Do semaphores or something similar exist in blueprint

Does anyone know if there is any way of locking or sycronizing systems in UE?

I’m specifically thinking about the save game here.

For instance I have 4 towers with dials on them. Each tower saves it’s own dial positions after randomizing them.

To do this, it must

read savegame → update savegame → write savegame

Because of the beauty of modern multi tasking, there’s no way of knowing if tower 1 is in the middle of it’s save process when tower 2 starts it’s.

So we can end up in a situation like this:

tower1 reads savegame → tower2 reads savegame → tower1 stores it’s settings → tower2 stores it’s settings → tower2 writes savegame → tower1 writes savegame ( without tower2’s update ).

Centralizing the save for all 4 towers has plenty of downsides:

  1. You end up with a procedural actor messing your lovely object orientated tower code

  2. There’s no guarantee that there isn’t something else in the middle of save anyway

So my question is whether there is any way of locking or syncronizing processes in UE, or do we have to muddle through and hope for the best?

I’ll check out the async thing, cheers.

Dedicated tower saver doesn’t help actually, if you think about it :wink:

Interesting…

To be fair, I never actually did witness this problem with the save game, I just figured it would happen sooner or later. I just spent a while pressure testing the save game update and found, in fact, it wont do this.

I can’t get the save game to update inconsistently, even with large number of actors writing simultaneously.

I have absoltely no idea how that works…

Can you change your comment to an answer, because I think it’s also relevent. I think the async versions are for when you have a lot of data to write and don’t want a hitch.

What about Async save and load? Aren’t they used to see if save/load is completed?

I never used them, that’s what I understand from their description.

I personally would probably end up creating a dedicated save game blueprint for tower properties and assigning different save slots to different towers. Not really efficient, but at least I’d have full control over them. Then again, I have little experience with such stuff.

I don’t know the underlying mechanics of how saves really work in UE, but it seems to me that saving to a slot only affects the altered variables. What I mean is, you don’t really have to load game, change a variable, ans save it back. You can create a new save object of the same type, set one variable, and save game, and the remaining variables won’t get defaulted in the resulting save, they will stay the same from the previous time you saved the game. Maybe the variables are marked dirty the same as any changed video settings, and only dirty variables get updated; that would explain why lots of actors can simultaneously update a single save file with their own variables without affecting the remaining ones, and everything just works.

That’s just my theory; It would be great if someone from UE Staff could give some in-depth explanation.

I guess you have to look at the code ( life’s too short ).

I did a test with 8000 actors all updating the save game with unique IDs and reading them back.

Works absolutely fine with the normal nodes, apart from a big hitch.

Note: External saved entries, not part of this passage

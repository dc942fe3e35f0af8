use std::path::PathBuf;
use thiserror::Error;

#[derive(Error, Debug)]
pub enum LibraryError {
    #[error("repository misconfigured: {0}")]
    Configuration(String),

    #[error("conflict: {0}")]
    Conflict(String),

    #[error("malformed filename '{0}', expected <base>-<8 hex chars>.<ext>")]
    MalformedFilename(String),

    #[error("metadata document at {path} is unreadable: {reason}")]
    CorruptStore { path: PathBuf, reason: String },

    #[error("upload failed: {0}")]
    Upload(String),

    #[error("git {operation} did not finish within {timeout:?}")]
    SyncTimeout { operation: String, timeout: std::time::Duration },

    #[error("not found: {0}")]
    NotFound(String),

    #[error("invalid input: {0}")]
    InvalidInput(String),

    #[error("git {command} failed: {stderr}")]
    Git { command: String, stderr: String },

    #[error("filesystem error: {0}")]
    Io(#[from] std::io::Error),

    #[error("failed to serialize/deserialize: {0}")]
    Serialization(#[from] serde_json::Error),
}

impl LibraryError {
    pub fn conflict(message: impl Into<String>) -> Self {
        Self::Conflict(message.into())
    }

    pub fn not_found(what: impl Into<String>) -> Self {
        Self::NotFound(what.into())
    }

    pub fn invalid(message: impl Into<String>) -> Self {
        Self::InvalidInput(message.into())
    }

    /// Whether retrying the same call later may succeed without a change on
    /// the caller's side.
    pub fn is_retryable(&self) -> bool {
        match self {
            Self::SyncTimeout { .. } => true,
            Self::Git { stderr, .. } => {
                let stderr = stderr.to_lowercase();
                stderr.contains("could not resolve host")
                    || stderr.contains("connection timed out")
                    || stderr.contains("unable to access")
                    || stderr.contains("index.lock")
            }
            Self::Io(e) => matches!(e.kind(), std::io::ErrorKind::Interrupted | std::io::ErrorKind::WouldBlock),
            _ => false,
        }
    }

    /// Short machine-readable reason, rendered next to the message by the API.
    pub fn kind(&self) -> &'static str {
        match self {
            Self::Configuration(_) => "configuration",
            Self::Conflict(_) => "conflict",
            Self::MalformedFilename(_) => "malformed_filename",
            Self::CorruptStore { .. } => "corrupt_store",
            Self::Upload(_) => "upload",
            Self::SyncTimeout { .. } => "sync_timeout",
            Self::NotFound(_) => "not_found",
            Self::InvalidInput(_) => "invalid_input",
            Self::Git { .. } => "git",
            Self::Io(_) => "io",
            Self::Serialization(_) => "serialization",
        }
    }
}

pub type Result<T, E = LibraryError> = std::result::Result<T, E>;

#[cfg(test)]
mod tests {
    use super::*;
    use std::time::Duration;

    #[test]
    fn timeouts_are_retryable() {
        let err = LibraryError::SyncTimeout { operation: "pull".to_string(), timeout: Duration::from_secs(5) };
        assert!(err.is_retryable());
        assert_eq!(err.kind(), "sync_timeout");
    }

    #[test]
    fn conflicts_are_not_retryable() {
        assert!(!LibraryError::conflict("exists").is_retryable());
        let err = LibraryError::Git { command: "push".to_string(), stderr: "fatal: unable to access 'https://x/'".to_string() };
        assert!(err.is_retryable());
    }
}
#[derive(Debug, Clone, Copy, PartialEq, Eq, Serialize, Deserialize)]
#[serde(rename_all = "snake_case")]
pub enum SyncState {
    Unverified,
    Verified,
    Clean,
    Dirty,
    Ahead,
    Behind,
    Diverged,
    Syncing,
    Conflict,
}

impl SyncState {
    pub fn derive(ahead: usize, behind: usize, dirty: bool, unmerged: bool) -> Self {
        match (ahead > 0, behind > 0) {
            _ if unmerged => Self::Conflict,
            (true, true) => Self::Diverged,
            _ if dirty => Self::Dirty,
            (true, false) => Self::Ahead,
            (false, true) => Self::Behind,
            (false, false) => Self::Clean,
        }
    }
}

#[derive(Debug, Clone)]
pub struct SyncConfig {
    pub remote: String,
    pub branch: String,
    /// Upstream identity the remote must point at; unchecked when `None`.
    pub expected_remote_url: Option<String>,
    pub require_lfs: bool,
    pub layout: RepoLayout,
}

#[derive(Debug, Clone, Serialize)]
pub struct SyncStatus {
    pub state: SyncState,
    pub branch: String,
    pub ahead: usize,
    pub behind: usize,
    pub summary: ChangeSummary,
    pub changes: Vec<StatusEntry>,
}

#[derive(Debug, Clone, Serialize)]
#[serde(tag = "outcome", rename_all = "snake_case")]
pub enum PullOutcome {
    UpToDate,
    Pulled { commits: usize, state: SyncState },
    Refused { state: SyncState, reason: String },
}

#[derive(Debug, Clone, Serialize)]
#[serde(tag = "outcome", rename_all = "snake_case")]
pub enum PushOutcome {
    NothingToCommit,
    Pushed { commit: String, files: Vec<String>, state: SyncState },
}

#[derive(Clone)]
pub struct SyncEngine {
    inner: Arc<Inner>,
}

struct Inner {
    git: GitRepo,
    cfg: SyncConfig,
    state: std::sync::Mutex<SyncState>,
    log: SyncLog,
}

impl Inner {
    fn state(&self) -> SyncState {
        self.state.lock().map(|x| *x).unwrap_or(SyncState::Unverified)
    }

    fn set_state(&self, state: SyncState) -> SyncState {
        match self.state.lock() {
            Ok(mut guard) => std::mem::replace(&mut *guard, state),
            Err(_) => SyncState::Unverified,
        }
    }
}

Does not work at all with the async nodes… I can see the async in operation, but it ends up making a mess of the save game.

Could well be something I am missing.

I didn’t know that about only having to write update variables. The logical thing to me would be to wipe the hole slot with the variable you give it. I mean, if I give it a toally virgin savegame, how does it know not to write zeros over everything…?

Just tested it again and yes, I was wrong. The remaining variables do get defaulted after all if you create a new save object. I need to go review my blueprints now =)

But I actually think it would be a great option to only update dirty variables. Creating a new save game object is more convenient than loading the existing one and casting to the needed type.

True, but like I say, it has no way of knowing. You might very well want to clear the save game, it just doesn’t know.

I have the whole lot in a macro, so whever I want to read or write it, it’s just one node.

True, but like I say, it has no way of knowing. You might very well want to clear the save game, it just doesn’t know.

I have the whole lot in a macro, so whever I want to read or write it, it’s just one node.

( MANY macros mind you… )

I can confirm though, you do have to load and then save… :wink:

How about a save function that loads the existing saves of all other objects on the new save, or all other target objects / types, and then caches the new save for when the next or a new load is initiated?

Presto, thanks for your answer, but if you look above, we did sort it out.

The save game somehow magically processes things in a mutex, so it’s not actually a problem :slight_smile:

On the general concept of syncronization in UE, though, it would be nice to have something in BP.